▶ **WORK REQUIRED**
Whenever a line in the data below includes the string "Instant", copy it out.

═══ THE INPUT

use crate::error::FailedItem;
use feedsync_common::model::{
    Id,
    media::{LocalMedia, UploadTarget},
    post::PostMarker,
};

#[derive(Clone, Eq, PartialEq, Debug, Default, Hash)]
pub enum TransferState {
    #[default]
    Pending,
    Transferring,
    Succeeded,
    Failed(String),
}

#[derive(Clone, Eq, PartialEq, Debug, Default, Hash)]
pub enum UploadPhase {
    #[default]
    Created,
    HandshakeInFlight,
    HandshakeFailed(String),
    TransferInFlight,
    AllTransferred,
    TransferFailed,
}

#[derive(Clone, Eq, PartialEq, Debug, Hash)]
pub struct UploadItem {
    pub media: LocalMedia,
    /// Known once the handshake answered.
    pub target: Option<UploadTarget>,
    pub state: TransferState,
}

/// One post creation with attachments, from handshake to the last transfer.
#[derive(Clone, Eq, PartialEq, Debug, Hash)]
pub struct UploadSession {
    pub correlation_post_id: Option<Id<PostMarker>>,
    pub phase: UploadPhase,
    pub items: Vec<UploadItem>,
}

impl UploadSession {
    #[must_use]
    pub fn new(media: Vec<LocalMedia>) -> Self {
        Self {
            correlation_post_id: None,
            phase: UploadPhase::Created,
            items: media
                .into_iter()
                .map(|media| UploadItem {
                    media,
                    target: None,
                    state: TransferState::Pending,
                })
                .collect(),
        }
    }

    pub fn assign_targets(&mut self, post_id: Id<PostMarker>, targets: Vec<UploadTarget>) {
        self.correlation_post_id = Some(post_id);
        for (item, target) in self.items.iter_mut().zip(targets) {
            item.target = Some(target);
        }
    }

    pub fn set_state(&mut self, index: usize, state: TransferState) {
        if let Some(item) = self.items.get_mut(index) {
            item.state = state;
        }
    }

    #[must_use]
    pub fn failed_items(&self) -> Vec<FailedItem> {
        self.items
            .iter()
            .enumerate()
            .filter_map(|(index, item)| match &item.state {
                TransferState::Failed(reason) => Some(FailedItem {
                    index,
                    path: item.media.path.clone(),
                    reason: reason.clone(),
                }),
                _ => None,
            })
            .collect()
    }

    #[must_use]
    pub fn all_succeeded(&self) -> bool {
        self.items
            .iter()
            .all(|item| item.state == TransferState::Succeeded)
    }
}
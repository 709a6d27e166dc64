use feedsync_common::{
    identity::{IdentityKey, MemoryIdentityStore},
    model::auth::ApiToken,
    util::{NonPositiveDurationError, PositiveDuration},
};
use serde::Deserialize;
use std::time::Duration;
use thiserror::Error;
use tracing::debug;
use url::Url;

pub const ENV_PREFIX: &str = "FEEDSYNC_";

#[derive(Debug, Error)]
pub enum ConfigError {
    #[error("Error parsing .env file: {0}")]
    Dotenv(#[from] dotenvy::Error),
    #[error("Error parsing environment: {0}")]
    Envy(#[from] envy::Error),
    #[error("{name}: {source}")]
    Duration {
        name: &'static str,
        #[source]
        source: NonPositiveDurationError,
    },
    #[error("{0} must be greater than zero")]
    Zero(&'static str),
}

/// Everything the engine reads from `FEEDSYNC_*` environment variables.
#[derive(Clone, Eq, PartialEq, Debug, Deserialize)]
pub struct FeedConfig {
    pub api_base_url: Url,
    pub push_url: Url,
    #[serde(default)]
    pub api_token: Option<ApiToken>,
    #[serde(default = "default_role")]
    pub role: String,
    #[serde(default)]
    pub user_id: Option<String>,
    #[serde(default)]
    pub workspace_id: Option<String>,
    #[serde(default = "default_page_size")]
    pub page_size: u32,
    #[serde(default = "default_max_cached_posts")]
    pub max_cached_posts: usize,
    #[serde(default = "default_upload_confirmation_timeout_secs")]
    pub upload_confirmation_timeout_secs: u64,
    #[serde(default = "default_new_content_debounce_ms")]
    pub new_content_debounce_ms: u64,
    #[serde(default = "default_new_content_auto_hide_secs")]
    pub new_content_auto_hide_secs: u64,
    #[serde(default = "default_progress_interval_ms")]
    pub progress_interval_ms: u64,
    #[serde(default = "default_push_reconnect_attempts")]
    pub push_reconnect_attempts: u32,
    #[serde(default = "default_push_reconnect_base_delay_ms")]
    pub push_reconnect_base_delay_ms: u64,
}

fn default_role() -> String {
    "member".into()
}

fn default_page_size() -> u32 {
    10
}

fn default_max_cached_posts() -> usize {
    100
}

fn default_upload_confirmation_timeout_secs() -> u64 {
    60
}

fn default_new_content_debounce_ms() -> u64 {
    1_500
}

fn default_new_content_auto_hide_secs() -> u64 {
    8
}

fn default_progress_interval_ms() -> u64 {
    100
}

fn default_push_reconnect_attempts() -> u32 {
    8
}

fn default_push_reconnect_base_delay_ms() -> u64 {
    500
}

#[derive(Clone, Eq, PartialEq, Debug, Hash)]
pub struct FeedSettings {
    pub role: String,
    pub page_size: u32,
    pub max_cached_posts: usize,
}

impl Default for FeedSettings {
    fn default() -> Self {
        Self {
            role: default_role(),
            page_size: default_page_size(),
            max_cached_posts: default_max_cached_posts(),
        }
    }
}

#[derive(Copy, Clone, Eq, PartialEq, Debug, Hash)]
pub struct UploadSettings {
    pub confirmation_timeout: PositiveDuration,
}

impl Default for UploadSettings {
    fn default() -> Self {
        Self {
            confirmation_timeout: PositiveDuration::new_unchecked(Duration::from_secs(
                default_upload_confirmation_timeout_secs(),
            )),
        }
    }
}

#[derive(Copy, Clone, Eq, PartialEq, Debug, Hash)]
pub struct RealtimeSettings {
    pub debounce: PositiveDuration,
    pub auto_hide: PositiveDuration,
    pub reconnect_attempts: u32,
    pub reconnect_base_delay: PositiveDuration,
}

impl Default for RealtimeSettings {
    fn default() -> Self {
        Self {
            debounce: PositiveDuration::new_unchecked(Duration::from_millis(
                default_new_content_debounce_ms(),
            )),
            auto_hide: PositiveDuration::new_unchecked(Duration::from_secs(
                default_new_content_auto_hide_secs(),
            )),
            reconnect_attempts: default_push_reconnect_attempts(),
            reconnect_base_delay: PositiveDuration::new_unchecked(Duration::from_millis(
                default_push_reconnect_base_delay_ms(),
            )),
        }
    }
}

#[derive(Copy, Clone, Eq, PartialEq, Debug, Hash)]
pub struct PlaybackSettings {
    pub progress_interval: PositiveDuration,
}

impl Default for PlaybackSettings {
    fn default() -> Self {
        Self {
            progress_interval: PositiveDuration::new_unchecked(Duration::from_millis(
                default_progress_interval_ms(),
            )),
        }
    }
}

fn positive(name: &'static str, duration: Duration) -> Result<PositiveDuration, ConfigError> {
    PositiveDuration::try_from(duration).map_err(|source| ConfigError::Duration { name, source })
}

impl FeedConfig {
    /// Reads an optional `.env` file and then the prefixed environment.
    pub fn from_env() -> Result<Self, ConfigError> {
        if let Err(e) = dotenvy::dotenv() {
            if e.not_found() {
                debug!("No .env file found");
            } else {
                return Err(e.into());
            }
        }

        Ok(envy::prefixed(ENV_PREFIX).from_env()?)
    }

    pub fn feed_settings(&self) -> Result<FeedSettings, ConfigError> {
        if self.page_size == 0 {
            return Err(ConfigError::Zero("page_size"));
        }
        if self.max_cached_posts == 0 {
            return Err(ConfigError::Zero("max_cached_posts"));
        }

        Ok(FeedSettings {
            role: self.role.clone(),
            page_size: self.page_size,
            max_cached_posts: self.max_cached_posts,
        })
    }

    pub fn upload_settings(&self) -> Result<UploadSettings, ConfigError> {
        Ok(UploadSettings {
            confirmation_timeout: positive(
                "upload_confirmation_timeout_secs",
                Duration::from_secs(self.upload_confirmation_timeout_secs),
            )?,
        })
    }

    pub fn realtime_settings(&self) -> Result<RealtimeSettings, ConfigError> {
        Ok(RealtimeSettings {
            debounce: positive(
                "new_content_debounce_ms",
                Duration::from_millis(self.new_content_debounce_ms),
            )?,
            auto_hide: positive(
                "new_content_auto_hide_secs",
                Duration::from_secs(self.new_content_auto_hide_secs),
            )?,
            reconnect_attempts: self.push_reconnect_attempts,
            reconnect_base_delay: positive(
                "push_reconnect_base_delay_ms",
                Duration::from_millis(self.push_reconnect_base_delay_ms),
            )?,
        })
    }

    pub fn playback_settings(&self) -> Result<PlaybackSettings, ConfigError> {
        Ok(PlaybackSettings {
            progress_interval: positive(
                "progress_interval_ms",
                Duration::from_millis(self.progress_interval_ms),
            )?,
        })
    }

    /// Identity store seeded from `FEEDSYNC_USER_ID` / `FEEDSYNC_WORKSPACE_ID`.
    #[must_use]
    pub fn identity_store(&self) -> MemoryIdentityStore {
        let store = MemoryIdentityStore::new();
        if let Some(user_id) = &self.user_id {
            store.set(IdentityKey::CurrentUserId, user_id.clone());
        }
        if let Some(workspace_id) = &self.workspace_id {
            store.set(IdentityKey::WorkspaceId, workspace_id.clone());
        }
        store
    }
}
//! The debounced "new content available" flag.

use feedsync_common::util::PositiveDuration;
use tokio::{
    sync::{mpsc, oneshot, watch},
    time::{Instant, sleep_until},
};
use tracing::debug;

#[derive(Debug)]
enum Signal {
    Notify,
    Dismiss(oneshot::Sender<bool>),
}

/// Shows itself `debounce` after the first peer event of a burst and hides
/// again after `auto_hide` unless more events keep arriving.
#[derive(Clone, Debug)]
pub struct NewContentIndicator {
    signals: mpsc::UnboundedSender<Signal>,
    visible: watch::Receiver<bool>,
}

impl NewContentIndicator {
    #[must_use]
    pub fn spawn(debounce: PositiveDuration, auto_hide: PositiveDuration) -> Self {
        let (signals, receiver) = mpsc::unbounded_channel();
        let (visible_sender, visible) = watch::channel(false);

        tokio::spawn(run(receiver, visible_sender, debounce, auto_hide));

        Self { signals, visible }
    }

    pub fn notify(&self) {
        // The actor only stops once every handle is gone.
        let _ = self.signals.send(Signal::Notify);
    }

    /// Hides the indicator and cancels a pending show. Returns whether it was visible.
    pub async fn dismiss(&self) -> bool {
        let (reply, response) = oneshot::channel();
        if self.signals.send(Signal::Dismiss(reply)).is_err() {
            return false;
        }
        response.await.unwrap_or(false)
    }

    #[must_use]
    pub fn is_visible(&self) -> bool {
        *self.visible.borrow()
    }

    #[must_use]
    pub fn subscribe(&self) -> watch::Receiver<bool> {
        self.visible.clone()
    }
}

async fn deadline(at: Option<Instant>) {
    match at {
        Some(at) => sleep_until(at).await,
        None => std::future::pending().await,
    }
}

async fn run(
    mut signals: mpsc::UnboundedReceiver<Signal>,
    visible: watch::Sender<bool>,
    debounce: PositiveDuration,
    auto_hide: PositiveDuration,
) {
    let mut show_at: Option<Instant> = None;
    let mut hide_at: Option<Instant> = None;

    loop {
        tokio::select! {
            signal = signals.recv() => match signal {
                None => break,
                Some(Signal::Notify) => {
                    if *visible.borrow() {
                        hide_at = Some(Instant::now() + auto_hide.get());
                    } else if show_at.is_none() {
                        show_at = Some(Instant::now() + debounce.get());
                    }
                }
                Some(Signal::Dismiss(reply)) => {
                    show_at = None;
                    hide_at = None;
                    let was_visible = visible.send_replace(false);
                    let _ = reply.send(was_visible);
                }
            },
            () = deadline(show_at) => {
                show_at = None;
                hide_at = Some(Instant::now() + auto_hide.get());
                visible.send_replace(true);
                debug!("Showing new content indicator");
            }
            () = deadline(hide_at) => {
                hide_at = None;
                visible.send_replace(false);
                debug!("New content indicator hid itself");
            }
        }
    }
}

#[cfg(test)]
mod tests {
    use crate::realtime::indicator::NewContentIndicator;
    use feedsync_common::util::PositiveDuration;
    use std::time::Duration;
    use tokio::time::advance;

    fn indicator() -> NewContentIndicator {
        NewContentIndicator::spawn(
            PositiveDuration::new_unchecked(Duration::from_millis(1_500)),
            PositiveDuration::new_unchecked(Duration::from_secs(8)),
        )
    }

    async fn settle() {
        for _ in 0..4 {
            tokio::task::yield_now().await;
        }
    }

    #[tokio::test(start_paused = true)]
    async fn shows_after_debounce_and_hides_itself() {
        let indicator = indicator();

        indicator.notify();
        settle().await;
        advance(Duration::from_millis(1_000)).await;
        indicator.notify();
        settle().await;
        assert!(!indicator.is_visible());

        advance(Duration::from_millis(600)).await;
        settle().await;
        assert!(indicator.is_visible());

        advance(Duration::from_secs(8)).await;
        settle().await;
        assert!(!indicator.is_visible());
    }

    #[tokio::test(start_paused = true)]
    async fn dismiss_cancels_pending_show() {
        let indicator = indicator();

        indicator.notify();
        settle().await;
        assert!(!indicator.dismiss().await);

        advance(Duration::from_secs(2)).await;
        settle().await;
        assert!(!indicator.is_visible());
    }

    #[tokio::test(start_paused = true)]
    async fn dismiss_reports_visible_indicator() {
        let indicator = indicator();
        let mut visible = indicator.subscribe();

        indicator.notify();
        visible.wait_for(|visible| *visible).await.unwrap();

        assert!(indicator.dismiss().await);
        assert!(!indicator.is_visible());
    }
}
use crate::model::{Id, post::PostMarker};
use serde::Deserialize;

pub const NEW_POST_EVENT: &str = "new_post";

/// A decoded push-channel message.
#[derive(Clone, Eq, PartialEq, Debug, Hash)]
pub enum PushEvent {
    NewPost(Id<PostMarker>),
    Other(String),
}

#[derive(Deserialize)]
#[serde(rename_all = "camelCase")]
struct RawPushEvent {
    event_type: String,
    post_id: Option<Id<PostMarker>>,
}

impl PushEvent {
    pub fn parse(text: &str) -> Result<Self, serde_json::Error> {
        let raw: RawPushEvent = serde_json::from_str(text)?;

        Ok(match (raw.event_type.as_str(), raw.post_id) {
            (NEW_POST_EVENT, Some(post_id)) => PushEvent::NewPost(post_id),
            _ => PushEvent::Other(raw.event_type),
        })
    }
}
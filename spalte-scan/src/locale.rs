//! Numeric punctuation.
use spalte::Char;

/// The punctuation used when reading numbers.
///
/// The classic locale uses `.` as decimal point and no thousands separator.
#[derive(Copy, Clone, Eq, PartialEq, Debug)]
pub struct NumPunct<C> {
    /// Separates the integer part from the fraction of floating point numbers.
    pub decimal_point: C,
    /// Groups digits of the integer part. Only accepted between two digits.
    pub thousands_sep: Option<C>,
}

impl<C: Char> NumPunct<C> {
    /// Creates punctuation from a decimal point and an optional thousands separator.
    pub fn new(decimal_point: C, thousands_sep: Option<C>) -> Self {
        Self {
            decimal_point,
            thousands_sep,
        }
    }

    /// The classic (C locale) punctuation.
    pub fn classic() -> Self {
        Self::new(C::from_ascii(b'.'), None)
    }

    /// Returns whether `chars[index]` is a thousands separator between two digits.
    pub(crate) fn is_separator_at(&self, chars: &[C], index: usize) -> bool {
        let is_digit = |c: Option<&C>| matches!(c.and_then(|c| c.to_ascii()), Some(b'0'..=b'9'));
        Some(chars[index]) == self.thousands_sep
            && index > 0
            && is_digit(chars.get(index - 1))
            && is_digit(chars.get(index + 1))
    }
}

impl<C: Char> Default for NumPunct<C> {
    fn default() -> Self {
        Self::classic()
    }
}

#[cfg(test)]
mod tests {
    use super::*;

    #[test]
    fn separators_only_between_digits() {
        let punct = NumPunct::new(b',', Some(b'.'));
        assert!(punct.is_separator_at(b"1.000", 1));
        assert!(!punct.is_separator_at(b".000", 0));
        assert!(!punct.is_separator_at(b"1..0", 1));
        assert!(!punct.is_separator_at(b"1.", 1));
        assert!(!NumPunct::<u8>::classic().is_separator_at(b"1,0", 1));
    }
}
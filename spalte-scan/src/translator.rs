//! Converting fields of a column and collecting the values.
use spalte::{Char, Column, Error, ErrorKind, Result};
use tracing::trace;

use crate::{Collect, FieldScanner, FieldValue, NumPunct, ReplaceIf, Replacement};

/// Converts every field of a column to `T` and stores the values in a collector.
///
/// Fields that can't be converted are handled according to a [`ReplaceIf`] policy, which by default
/// fails for everything. Types with a natural value for missing columns, like `Option<T>`, use that
/// value unless the policy says otherwise.
///
/// ```
/// # use spalte_scan::{ReplaceIf, Replacement, Translator, FieldScanner};
/// let mut values: Vec<i8> = vec![];
/// let mut translator = Translator::new(&mut values)
///     .with_replacement(ReplaceIf::new().above_max(Replacement::Substitute(42)));
/// translator.field_value(&b"-120"[..])?;
/// translator.field_value(&b"128"[..])?;
/// assert_eq!(values, [-120, 42]);
/// # Ok::<(), spalte::Error>(())
/// ```
pub struct Translator<C, T, K> {
    collector: K,
    punct: NumPunct<C>,
    replace: ReplaceIf<T>,
}

impl<C: Char, T, K: Collect<T>> Translator<C, T, K> {
    /// Creates a translator using the classic locale and failing on every conversion error.
    pub fn new(collector: K) -> Self {
        Self {
            collector,
            punct: NumPunct::classic(),
            replace: ReplaceIf::default(),
        }
    }

    /// Uses the given numeric punctuation.
    pub fn with_locale(mut self, punct: NumPunct<C>) -> Self {
        self.punct = punct;
        self
    }

    /// Uses the given replacement policy.
    pub fn with_replacement(mut self, replace: ReplaceIf<T>) -> Self {
        self.replace = replace;
        self
    }

    /// Returns a reference to the collector.
    pub fn get_ref(&self) -> &K {
        &self.collector
    }

    /// Returns the collector.
    pub fn into_inner(self) -> K {
        self.collector
    }
}

impl<C, T, K> FieldScanner<C> for Translator<C, T, K>
where
    C: Char,
    T: FieldValue<C> + Clone,
    K: Collect<T>,
{
    fn field_value(&mut self, field: &[C]) -> Result<()> {
        let failure = match T::from_field(field, &self.punct) {
            Ok(value) => return self.collector.put(value),
            Err(failure) => failure,
        };
        match self.replace.for_failure(failure) {
            Replacement::Fail => Err(failure.into_error(field, T::TYPE_NAME)),
            Replacement::Ignore => {
                trace!(%failure, target = T::TYPE_NAME, "ignored field");
                Ok(())
            }
            Replacement::Substitute(value) => {
                trace!(%failure, target = T::TYPE_NAME, "substituted field");
                self.collector.put(value.clone())
            }
        }
    }

    fn field_skipped(&mut self, index: usize) -> Result<()> {
        match &self.replace.skipped {
            Replacement::Substitute(value) => self.collector.put(value.clone()),
            Replacement::Ignore => Ok(()),
            Replacement::Fail => match T::on_skipped() {
                Some(value) => self.collector.put(value),
                None => Err(Error::new(ErrorKind::FieldNotFound {
                    column: Column::Index(index),
                })),
            },
        }
    }
}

══════

▶ **EXERCISE RESULT**
    time::{Instant, sleep_until},
async fn deadline(at: Option<Instant>) {
    let mut show_at: Option<Instant> = None;
    let mut hide_at: Option<Instant> = None;
                        hide_at = Some(Instant::now() + auto_hide.get());
                        show_at = Some(Instant::now() + debounce.get());
                hide_at = Some(Instant::now() + auto_hide.get());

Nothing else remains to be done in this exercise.